Inheritance

It was sad, but not surprising to read in the Baltimore Sun this morning that there will be no Polish Festival this year. Although the festival plans to be up and running in 2012—albeit in a different location (the city raised permit and sanitation fees this year, and the organizers can no longer afford to hold it in Patterson Park), there really aren't that many old Poles left in the city. I should know, since almost no one older than my mom's generation is alive.

Yesterday, we met and had dinner with my dad's side of the family to discuss some things we had inherited after my grandfather died in December (he, along with my maternal grandmother, both passed). My aunts brought out some old pictures they'd found in my great aunt's house (she also passed away in December, along with a cousin). I was so touched to see my relatives, pressed faintly into photo paper, a reminder of the old weddings, beach outings, holidays. I wished I could slip into the pictures and know them. As a child until I was a young adult, I didn't care so much about my heritage. Polish people were the butt of jokes, and our blue-collar, working-class family was not the association I wanted to advertise to my new friends at college.

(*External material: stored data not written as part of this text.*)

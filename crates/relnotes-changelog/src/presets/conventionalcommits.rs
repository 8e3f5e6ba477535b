//! Conventional Commits preset

use relnotes_core::config::{
    ChangelogConfig, ParserOptions, TypeSection, WriterOptions,
};

pub(super) fn config() -> ChangelogConfig {
    ChangelogConfig {
        parser_opts: ParserOptions {
            header_pattern: r"^(\w*)(?:\((.*)\))?!?: (.*)$".to_string(),
            breaking_header_pattern: Some(r"^(\w*)(?:\((.*)\))?!: (.*)$".to_string()),
            note_keywords: vec!["BREAKING CHANGE".to_string(), "BREAKING-CHANGE".to_string()],
            revert_pattern: Some(
                r#"(?i)^(?:Revert|revert:)\s"?([\s\S]+?)"?\s*This reverts commit (\w*)\."#.to_string(),
            ),
            ..Default::default()
        },
        writer_opts: WriterOptions {
            types: types(),
            reveal_hidden_with_notes: true,
            note_title: Some("BREAKING CHANGES".to_string()),
            commits_sort: vec!["scope".to_string(), "subject".to_string()],
            hash_length: Some(7),
            hide_wildcard_scope: true,
            ..Default::default()
        },
    }
}

fn types() -> Vec<TypeSection> {
    vec![
        TypeSection::new("feat", "Features"),
        TypeSection::new("feature", "Features"),
        TypeSection::new("fix", "Bug Fixes"),
        TypeSection::new("perf", "Performance Improvements"),
        TypeSection::new("revert", "Reverts"),
        TypeSection::hidden("docs", "Documentation"),
        TypeSection::hidden("style", "Styles"),
        TypeSection::hidden("chore", "Miscellaneous Chores"),
        TypeSection::hidden("refactor", "Code Refactoring"),
        TypeSection::hidden("test", "Tests"),
        TypeSection::hidden("build", "Build System"),
        TypeSection::hidden("ci", "Continuous Integration"),
    ]
}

But as an adult, I became interested in my grandfather's time in World War II. But only after dementia had riddled his mind. Similarly with my grandmother and her recipes. My great aunts, uncles, grandparents have all died over the years, but I was too busy with work, with writing, with relationship problems, to do much more than attend the funeral and promise to keep in touch.

We received a sum of money from my grandfather. Enough to take a trip overseas, maybe something fun, or to save. Yet, I would give it all back to have a second chance to live my roots. These are the riches, I've realized too late, that my bones crave.